Under the Migration Act, Hawke has the authority to release the family and grant them permanent residence. However, the political implications of him exercising that power for compassionate reasons are tricky terrain. The Coalition is divided on the matter. On one hand, Prime Minister Scott Morrison has presided over the development of extremely harsh policies relating to people seeking asylum in Australia, both in his previous role as Immigration Minister and as current Prime Minister. On the other hand, in recent days Liberal MPs Katie Allen, Trent Zimmerman, Jason Falinski and Nationals MP Ken O’Dowd all called for the family to be returned to the mainland in response to pressure from the Australian public.
“Do not deprive the foreigner or the fatherless of justice.” – Deuteronomy 24:17
Over the weekend, the Royal Australasian College of Physicians – representing over 25,000 physicians – and eight other medical bodies said they held extreme concerns for the family’s wellbeing, with acting president and paediatrician Dr Jacqueline Small issuing a statement on behalf of medical professionals.
“As health experts we are calling on the Australian Government to urgently release the Biloela family from detention – Tharnicaa, Kopika, Priya and Nades Nadesalingam,” the statement read. “We know that Australia’s detention program is harmful to the physical and mental health of those held, especially children.
“We are extremely concerned that this family has been held in indefinite detention for more than 1000 days; on Christmas Island since August 2019 and in mainland Australia prior to that from March 2018. This is most of Tharnicaa’s life.”
Marie Austin told Eternity that “the Bible urges us so many times to look after the ‘foreigner’, right alongside the fatherless and widows.”
Speaking to Eternity today, Austin quoted two Bible verses: Exodus 22:21, “Do not mistreat or oppress a foreigner, for you were foreigners in Egypt” and Deuteronomy 24:17, “Do not deprive the foreigner or the fatherless of justice.”
“We have a responsibility to look after our friends and seek justice on their behalf,” she said.
Earlier this year Austin spoke to Eternity specifically regarding the power the Home Affairs Minister had to release the family, with a fervour to see her friends brought home to Biloela that had not been dampened by the years.
“We have an immigration act that provides for intervention in such cases as this, where with the stroke of a pen, a minister can choose – as a generous and humane act and in the interests of the public – to grant them a visa at any time. Just as has been done for others in the past,” she said.

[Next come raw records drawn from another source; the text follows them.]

use AlgebraicExpression::{Operand as OperandNode, Operation as OperationNode};
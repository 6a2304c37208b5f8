//! Matrix synchronization policies.
//!
//! Every matrix accessor on the graph runs the installed policy before
//! handing out the matrix. The policy is swapped atomically, so changing
//! it never requires holding a lock; it is set at most once per logical
//! batch (query start, bulk-load start, teardown).

use serde::{Deserialize, Serialize};

/// What a matrix access does before returning the matrix.
#[derive(Debug, Clone, Copy, PartialEq, Eq, Serialize, Deserialize)]
#[serde(rename_all = "snake_case")]
pub enum SyncPolicy {
    /// Resize to the required dimension and flush pending deltas once
    /// they cross the threshold. The default query-time behavior.
    FlushResize,
    /// Resize to the current node capacity without flushing. Bulk-load
    /// behavior.
    ResizeOnly,
    /// Leave matrices untouched. Teardown and internal deletion phases.
    Nop,
}

impl Default for SyncPolicy {
    fn default() -> Self {
        SyncPolicy::FlushResize
    }
}
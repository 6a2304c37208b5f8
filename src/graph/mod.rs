//! # Graph Store
//!
//! Owns the node and edge records plus every matrix describing the graph:
//! per-label diagonal matrices, per-relation multi-edge matrices (with
//! maintained transposes), the global adjacency matrix (with transpose),
//! and the node-labels matrix. Enforces id allocation, matrix sizing, and
//! statistics.
//!
//! ## Locking and versioning
//!
//! Structural access goes through [`SharedGraph`], a writer-preferring
//! read/write lock around the store. Its guards carry the MVCC contract:
//! acquiring a read guard pins the latest published version for the
//! calling thread, acquiring a write guard opens the next version, and
//! dropping the write guard publishes it. When a flush is about to merge
//! overlays into a matrix base, the outgoing state is registered with the
//! active version so a query observing that version keeps a consistent
//! snapshot until its last reference drops.
//!
//! Individual matrices carry their own `RwLock` so matrix accessors can
//! run the installed [`SyncPolicy`] (resize / flush) even on the read
//! path. Borrowed matrix guards are valid only while the holder keeps
//! its graph lock.

pub mod delete;
pub mod entities;
pub mod entity_store;
pub mod schema;
pub mod statistics;
pub mod sync_policy;

pub use entities::{Direction, Edge, EdgeRecord, NodeRecord};
pub use entity_store::EntityStore;
pub use schema::{GraphSchema, SchemaLayout, Store};
pub use statistics::GraphStatistics;
pub use sync_policy::SyncPolicy;

use crate::error::{GraphError, GraphResult};
use crate::ids::{EdgeId, LabelId, NodeId, RelationId, NO_RELATION, UNKNOWN_RELATION};
use crate::matrix::entry::is_single_edge;
use crate::matrix::{DeltaElement, DeltaMatrix, DEFAULT_FLUSH_THRESHOLD};
use crate::mvcc::{Version, VersionBroker};
use arc_swap::ArcSwap;
use parking_lot::{RwLock, RwLockReadGuard, RwLockWriteGuard};
use std::mem::ManuallyDrop;
use std::sync::atomic::{AtomicBool, Ordering};
use std::sync::Arc;
use tracing::debug;

/// Default slot pre-allocation for new graphs.
pub const DEFAULT_NODE_CAP: usize = 16_384;
pub const DEFAULT_EDGE_CAP: usize = 16_384;

/// A property graph stored as sparse matrices.
pub struct Graph {
    name: String,
    nodes: EntityStore<NodeRecord>,
    edges: EntityStore<EdgeRecord>,
    labels: Vec<RwLock<DeltaMatrix<bool>>>,
    relations: Vec<RwLock<DeltaMatrix<u64>>>,
    adjacency: RwLock<DeltaMatrix<bool>>,
    node_labels: RwLock<DeltaMatrix<bool>>,
    /// Shared all-absent matrix returned for unresolved labels
    zero_matrix: RwLock<DeltaMatrix<bool>>,
    stats: GraphStatistics,
    schema: GraphSchema,
    policy: ArcSwap<SyncPolicy>,
    flush_threshold: u64,
    /// Version broker backing snapshot reads over this graph
    broker: Arc<VersionBroker>,
}
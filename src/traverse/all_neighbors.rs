//! Depth-bounded neighbor enumeration.
//!
//! Yields every node reachable from the source within `[min_len,
//! max_len]` hops over a flat connection matrix, walking depth-first.
//! The current DFS branch is tracked so a node is not expanded through
//! twice on one branch; a node reachable along several branches is
//! yielded once per branch.

use crate::execution::{CancelToken, DEFAULT_BATCH_SIZE};
use crate::ids::NodeId;
use crate::sparse::SparseMatrix;

/// External iterator over reachable neighbors.
pub struct AllNeighborsCtx {
    m: SparseMatrix<bool>,
    min_len: u32,
    max_len: u32,
    /// Pending neighbors per depth; `levels[i]` holds nodes at i+1 hops
    levels: Vec<Vec<NodeId>>,
    /// Nodes on the current DFS branch, source first
    branch: Vec<NodeId>,
    cancel: Option<CancelToken>,
    batch_size: usize,
    steps: usize,
}

impl AllNeighborsCtx {
    /// `m` is a flat connection matrix (typically an exported adjacency
    /// or relation pattern); bounds are hop counts.
    pub fn new(src: NodeId, m: SparseMatrix<bool>, min_len: u32, max_len: u32) -> Self {
        let mut ctx = AllNeighborsCtx {
            m,
            min_len,
            max_len,
            levels: Vec::new(),
            branch: vec![src],
            cancel: None,
            batch_size: DEFAULT_BATCH_SIZE,
            steps: 0,
        };
        ctx.collect_neighbors(src);
        ctx
    }

    /// Arm cooperative cancellation, polled every `batch_size` steps.
    pub fn with_cancellation(mut self, token: &CancelToken, batch_size: usize) -> Self {
        self.cancel = Some(token.clone());
        self.batch_size = batch_size.max(1);
        self
    }

    fn collect_neighbors(&mut self, node: NodeId) {
        let next: Vec<NodeId> = self.m.row_iter(node).map(|(j, _)| j).collect();
        self.levels.push(next);
    }

    /// The next neighbor id, or `None` when the traversal is exhausted
    /// or its cancellation token tripped at a batch boundary.
    pub fn next_neighbor(&mut self) -> Option<NodeId> {
        loop {
            if let Some(token) = &self.cancel {
                if token.check_batch(self.steps, self.batch_size).is_err() {
                    return None;
                }
            }
            self.steps += 1;

            let level = self.levels.last_mut()?;
            let Some(dest) = level.pop() else {
                // branch exhausted, roll back
                self.levels.pop();
                self.branch.pop();
                continue;
            };

            // replace the branch frontier with the current node
            self.branch.truncate(self.levels.len());
            self.branch.push(dest);
            let depth = self.levels.len() as u32;

            if depth < self.min_len {
                // keep descending without yielding
                self.collect_neighbors(dest);
                continue;
            }

            if depth < self.max_len && !self.branch[..self.branch.len() - 1].contains(&dest) {
                self.collect_neighbors(dest);
            }

            return Some(dest);
        }
    }
}
//! Single-source BFS reachability.
//!
//! Used by the procedure-call layer: produces the reachable node ids and,
//! on request, a parent vector for path reconstruction. Flat matrices are
//! extracted from the chosen relation's delta matrix (and its transpose)
//! once, for the duration of the call; results beyond the depth bound are
//! clipped.

use crate::error::GraphResult;
use crate::execution::{CancelToken, DEFAULT_BATCH_SIZE};
use crate::graph::{Direction, Graph};
use crate::ids::{NodeId, RelationId, INVALID_ID, NO_RELATION};
use crate::sparse::SparseMatrix;

/// Output of a [`bfs`] call.
#[derive(Debug, Clone)]
pub struct BfsResult {
    /// Reachable node ids, in discovery order; includes the source
    pub nodes: Vec<NodeId>,
    /// `parents[n]` is the node `n` was discovered from (`INVALID_ID`
    /// for the source and unreached nodes); present when requested
    pub parents: Option<Vec<NodeId>>,
}

/// Breadth-first search from `src` along `relation` (or every relation
/// via the adjacency matrix), clipped at `max_depth` edges. A tripped
/// cancellation token clips the result at the next batch boundary, the
/// same way the depth bound does.
pub fn bfs(
    graph: &Graph,
    src: NodeId,
    relation: RelationId,
    dir: Direction,
    max_depth: u32,
    track_parents: bool,
    cancel: Option<&CancelToken>,
) -> GraphResult<BfsResult> {
    // extract flat views once; the traversal never touches the live
    // delta matrices after this point
    let (flat, flat_t): (SparseMatrix<bool>, SparseMatrix<bool>) = if relation == NO_RELATION {
        let adj = graph.adjacency_matrix();
        let fwd = adj.export();
        let bwd = adj.transposed().map_or_else(|| fwd.transpose(), |t| t.export());
        (fwd, bwd)
    } else {
        let m = graph.relation_matrix(relation)?;
        let fwd = m.export().to_pattern();
        let bwd = m
            .transposed()
            .map_or_else(|| fwd.transpose(), |t| t.export().to_pattern());
        (fwd, bwd)
    };

    if graph.get_node(src).is_none() {
        return Err(crate::error::GraphError::NotFound);
    }

    let dim = graph.required_matrix_dim() as usize;
    let mut seen = vec![false; dim];
    let mut parents = track_parents.then(|| vec![INVALID_ID; dim]);

    let mut nodes = Vec::new();
    let mut frontier = vec![src];
    seen[src as usize] = true;
    nodes.push(src);

    let forward = matches!(dir, Direction::Outgoing | Direction::Both);
    let backward = matches!(dir, Direction::Incoming | Direction::Both);

    let mut depth = 0;
    let mut visited_count = 0usize;
    'levels: while !frontier.is_empty() && depth < max_depth {
        let mut next = Vec::new();
        for &n in &frontier {
            if let Some(token) = cancel {
                if token.check_batch(visited_count, DEFAULT_BATCH_SIZE).is_err() {
                    break 'levels;
                }
            }
            visited_count += 1;

            let neighbors = flat
                .row_iter(n)
                .filter(|_| forward)
                .map(|(j, _)| j)
                .chain(flat_t.row_iter(n).filter(|_| backward).map(|(j, _)| j));
            for j in neighbors {
                if seen[j as usize] {
                    continue;
                }
                seen[j as usize] = true;
                if let Some(p) = parents.as_mut() {
                    p[j as usize] = n;
                }
                nodes.push(j);
                next.push(j);
            }
        }
        frontier = next;
        depth += 1;
    }

    Ok(BfsResult { nodes, parents })
}

#[cfg(test)]
mod tests {
    use super::*;

    fn line() -> Graph {
        let mut g = Graph::new("line");
        let r = g.add_relation("R");
        for _ in 0..5 {
            g.create_node(&[]).unwrap();
        }
        for (s, d) in [(0, 1), (1, 2), (2, 3), (3, 4)] {
            g.create_edge(s, d, r).unwrap();
        }
        g
    }

    #[test]
    fn test_depth_clipping() {
        let g = line();
        let res = bfs(&g, 0, 0, Direction::Outgoing, 2, false, None).unwrap();
        assert_eq!(res.nodes, vec![0, 1, 2]);
        assert!(res.parents.is_none());
    }

    #[test]
    fn test_parent_vector() {
        let g = line();
        let res = bfs(&g, 0, 0, Direction::Outgoing, 10, true, None).unwrap();
        let parents = res.parents.expect("requested");
        assert_eq!(parents[0], INVALID_ID);
        assert_eq!(parents[1], 0);
        assert_eq!(parents[4], 3);
    }

    #[test]
    fn test_incoming_direction() {
        let g = line();
        let res = bfs(&g, 4, 0, Direction::Incoming, 10, false, None).unwrap();
        assert_eq!(res.nodes, vec![4, 3, 2, 1, 0]);
    }

    #[test]
    fn test_sees_unflushed_edges() {
        let mut g = line();
        g.create_edge(4, 0, 0).unwrap();
        // no flush; the exported view still carries the pending addition
        let res = bfs(&g, 4, 0, Direction::Outgoing, 3, false, None).unwrap();
        assert!(res.nodes.contains(&0));
    }
}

This article and the statement referred to in it originally referred to the family as the Murugappan family, but having been made aware of the following update from the Home to Bilo campaign we are retrospectively editing our articles:
“This family’s name is Nadesalingam. Tamil people commonly take the husband/father’s first name as their family name, in preference to surnames which are closely associated with castes.
For many years, the #HometoBilo campaign avoided using Nades, Priya, Kopika and Tharnicaa’s full names, for fear that this would further compromise the family’s safety and security if the former government forced them to danger in Sri Lanka.
We are grateful to journalists and media outlets who are addressing the family using the correct family name, Nadesalingam.”